Tarih 1914…Temmuz ayının sonlarıydı… Dünyanın birçok açıdan gidişatını değiştirecek bir hadise olan Birinci Cihan Harbi başlıyordu. Anadolu’muz, ahtapot karakterli ülkelerin istilasına maruz kalıyordu. Ülkemizin dört bir yanına düşmanlar musallat olmaya çalışıyorlardı. Dolayısıyla can, mal, vatan, din ve namus gibi mukaddesatlarımız da ciddi bir tehlike altındaydı. Bu korkunç durum; Anadolu’nun maddi ve manevi selameti için himmet, hamiyet, gayret ve cesaret sahibi vatansever insanlarını harekete getirdi.
Onlardan birisi de ölüme meydan okuyan adam, Bediüzzaman Said Nursi idi. Düşmanın istila haberini alır almaz talebelerine kalem yerine devletin temin ettiği silahları verdi. Zira maddi cihat zamanı idi. Medresesi sanki kışla olmuştu. Kendisine de gönüllü alay komutanı rütbesi verilmişti. Doğu Cephesinde Rus ve Ermenilere karşı savaştı. Birçok talebelerini şehit verdi. Bitlis’te ve Pasinler’de kahramanca savaşarak milli mücadeleyi destekledi.

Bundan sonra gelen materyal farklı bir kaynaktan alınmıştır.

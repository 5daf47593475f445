//! CSV / JSON export of record lists and chart data

use serde::{Deserialize, Serialize};
use serde_json::Value;
use thiserror::Error;

use crate::models::text_of;

/// Download format; CSV unless the request asks for JSON.
#[derive(Debug, Clone, Copy, PartialEq, Eq, Default, Deserialize)]
#[serde(rename_all = "lowercase")]
pub enum ExportFormat {
    #[default]
    Csv,
    Json,
}

impl ExportFormat {
    pub fn content_type(&self) -> &'static str {
        match self {
            ExportFormat::Csv => "text/csv;charset=utf-8",
            ExportFormat::Json => "application/json;charset=utf-8",
        }
    }

    pub fn extension(&self) -> &'static str {
        match self {
            ExportFormat::Csv => "csv",
            ExportFormat::Json => "json",
        }
    }
}

#[derive(Debug, Error)]
pub enum ExportError {
    #[error("csv: {0}")]
    Csv(#[from] csv::Error),
    #[error("json: {0}")]
    Json(#[from] serde_json::Error),
    #[error("io: {0}")]
    Io(#[from] std::io::Error),
    #[error("utf-8: {0}")]
    Utf8(#[from] std::string::FromUtf8Error),
}

pub fn export<T: Serialize>(items: &[T], format: ExportFormat) -> Result<String, ExportError> {
    match format {
        ExportFormat::Csv => to_csv(items),
        ExportFormat::Json => to_json(items),
    }
}

/// Header row is the keys of the first item, in order. Later items are
/// written against that header; missing fields are empty cells and nested
/// values are compact JSON.
pub fn to_csv<T: Serialize>(items: &[T]) -> Result<String, ExportError> {
    let rows = items
        .iter()
        .map(serde_json::to_value)
        .collect::<Result<Vec<_>, _>>()?;

    let Some(header) = rows.first().and_then(Value::as_object).map(|o| o.keys().cloned().collect::<Vec<_>>()) else {
        return Ok(String::new());
    };

    let mut writer = csv::Writer::from_writer(Vec::new());
    writer.write_record(&header)?;
    for row in &rows {
        writer.write_record(header.iter().map(|key| cell(row.get(key))))?;
    }

    let bytes = writer.into_inner().map_err(|e| e.into_error())?;
    Ok(String::from_utf8(bytes)?)
}

pub fn to_json<T: Serialize>(items: &[T]) -> Result<String, ExportError> {
    Ok(serde_json::to_string_pretty(items)?)
}

fn cell(value: Option<&Value>) -> String {
    match value {
        None | Some(Value::Null) => String::new(),
        Some(v) => text_of(v),
    }
}
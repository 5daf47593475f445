//! PostgreSQL record store

use async_trait::async_trait;
use chrono::{DateTime, Utc};
use sqlx::{PgPool, Row};

use super::{RecordStore, StoreError, StoreResult};
use crate::models::{
    new_batch_id, Collection, Record, StoredRecord, UploadReceipt, VersionSummary,
};

#[derive(Clone)]
pub struct PgRecordStore {
    pool: PgPool,
}

impl PgRecordStore {
    pub fn new(pool: PgPool) -> Self {
        Self { pool }
    }
}

#[async_trait]
impl RecordStore for PgRecordStore {
    async fn fetch(
        &self,
        collection: Collection,
        version: Option<i32>,
        limit: usize,
    ) -> StoreResult<Vec<StoredRecord>> {
        let rows = sqlx::query(
            r#"
            SELECT data::text AS data, batch_id, version, uploaded_at, file_name
            FROM records
            WHERE collection = $1 AND ($2::INT4 IS NULL OR COALESCE(version, 1) = $2)
            ORDER BY uploaded_at DESC, batch_id, position ASC
            LIMIT $3
            "#
        )
        .bind(collection.as_str())
        .bind(version)
        .bind(limit as i64)
        .fetch_all(&self.pool)
        .await?;

        rows.into_iter()
            .map(|r| {
                let data: String = r.get("data");
                let record: Record = serde_json::from_str(&data)
                    .map_err(|e| StoreError::Query(format!("corrupt record row: {e}")))?;
                Ok(StoredRecord {
                    record,
                    batch_id: r.get("batch_id"),
                    version: r.get::<Option<i32>, _>("version"),
                    uploaded_at: r.get::<DateTime<Utc>, _>("uploaded_at"),
                    file_name: r.get("file_name"),
                })
            })
            .collect()
    }

    async fn append(
        &self,
        collection: Collection,
        records: Vec<Record>,
        file_name: &str,
    ) -> StoreResult<UploadReceipt> {
        if records.is_empty() {
            return Err(StoreError::EmptyBatch(collection));
        }

        let payloads = records
            .iter()
            .map(serde_json::to_string)
            .collect::<Result<Vec<_>, _>>()
            .map_err(|e| StoreError::Query(e.to_string()))?;

        let mut tx = self.pool.begin().await?;

        // Serialize version assignment per collection for the life of the transaction.
        sqlx::query("SELECT pg_advisory_xact_lock(hashtext($1))")
            .bind(collection.as_str())
            .execute(&mut *tx)
            .await?;

        let latest: Option<i32> =
            sqlx::query_scalar("SELECT MAX(COALESCE(version, 1)) FROM records WHERE collection = $1")
                .bind(collection.as_str())
                .fetch_one(&mut *tx)
                .await?;
        let version = latest.unwrap_or(0) + 1;
        let uploaded_at = Utc::now();
        let batch_id = new_batch_id(uploaded_at);

        let result = sqlx::query(
            r#"
            INSERT INTO records (collection, batch_id, version, position, uploaded_at, file_name, data)
            SELECT $1, $2, $3, t.ord::INT4, $4, $5, t.data::json
            FROM UNNEST($6::text[]) WITH ORDINALITY AS t(data, ord)
            "#
        )
        .bind(collection.as_str())
        .bind(&batch_id)
        .bind(version)
        .bind(uploaded_at)
        .bind(file_name)
        .bind(payloads)
        .execute(&mut *tx)
        .await?;

        tx.commit().await?;

        tracing::info!(
            "Appended {} records to {} as version {} ({})",
            result.rows_affected(), collection, version, batch_id
        );

        Ok(UploadReceipt {
            batch_id,
            version,
            inserted_count: result.rows_affected() as usize,
        })
    }

    async fn list_versions(&self, collection: Collection) -> StoreResult<Vec<VersionSummary>> {
        let rows = sqlx::query(
            r#"
            SELECT
                COALESCE(version, 1) AS version,
                MIN(batch_id) AS batch_id,
                MIN(uploaded_at) AS uploaded_at,
                MIN(file_name) AS file_name,
                COUNT(*) AS record_count
            FROM records
            WHERE collection = $1
            GROUP BY COALESCE(version, 1)
            ORDER BY 1 DESC
            "#
        )
        .bind(collection.as_str())
        .fetch_all(&self.pool)
        .await?;

        Ok(rows.into_iter().map(|r| VersionSummary {
            version: r.get("version"),
            batch_id: r.get("batch_id"),
            uploaded_at: r.get("uploaded_at"),
            file_name: r.get("file_name"),
            record_count: r.get("record_count"),
        }).collect())
    }

    async fn health_check(&self) -> StoreResult<()> {
        sqlx::query("SELECT 1").execute(&self.pool).await?;
        Ok(())
    }

    fn backend_name(&self) -> &'static str {
        "postgres"
    }
}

Doğu Cephesi’nde Ermenilerle muharebe ederken askerlerine Ermenilerin çoluk çocuklarına dokunulmaması, öldürülmemesi emrini verdi. Böylece dinimizin savaş ahlakını da icra ederek düşman tarafının bile takdirini kazandı.
Bitlis’te Rus askerleri ile savaşırken Bitlis’in meşhur derin deresine düştü. Otuz saatten fazla ve ayağı kırık bir vaziyette orada mahsur kaldıktan sonra Rus askerlerine esir düştü. Ruslar ölüme meydan okuyan adamı sedye ile trene bindirerek Van, Culfa, Tiflis, Klogrif ve oradan da Kosturma’ya götürdüler. Burada iki buçuk sene esir olarak kaldı.
Dünya cenneti Anadolu için birçok fedakârlıklara imza atan bu kahraman insan, burada da boş durmadı. Kendi gibi esir olan silah arkadaşlarına dersler vererek onları aydınlatmaya çalıştı. Din ve değerlerinden asla taviz vermeyerek diğer esir asker ve komutanlara manevi bir kuvvet oldu.
Bir gün esirler kampında iken Rus Ordusunun başkomutanı olan Nikola Nikolayeviç esirleri teftişe geldi. Teftiş esnasında Bediüzzaman, Nikola Nikolayeviç’e selam vermedi ve ayağa kalkmadı.
Nikolayeviç, bu duruma çok rahatsız oldu ve tekrar önünden geçti. Değişen bir şey olmayınca kızgınlığı artan Nikolaviç bir tercüman çağırdı ve “Ona söyleyin, beni tanımadılar herhalde!” dedi.
Esir gönüllü alay komutanı Bediüzzaman: “Tanıyorum Rusya’nın başkomutanı Nikola Nikolayeviç’tir” dedi. Nikolayeviç: “O halde neden kıyam etmediler” diye sordu.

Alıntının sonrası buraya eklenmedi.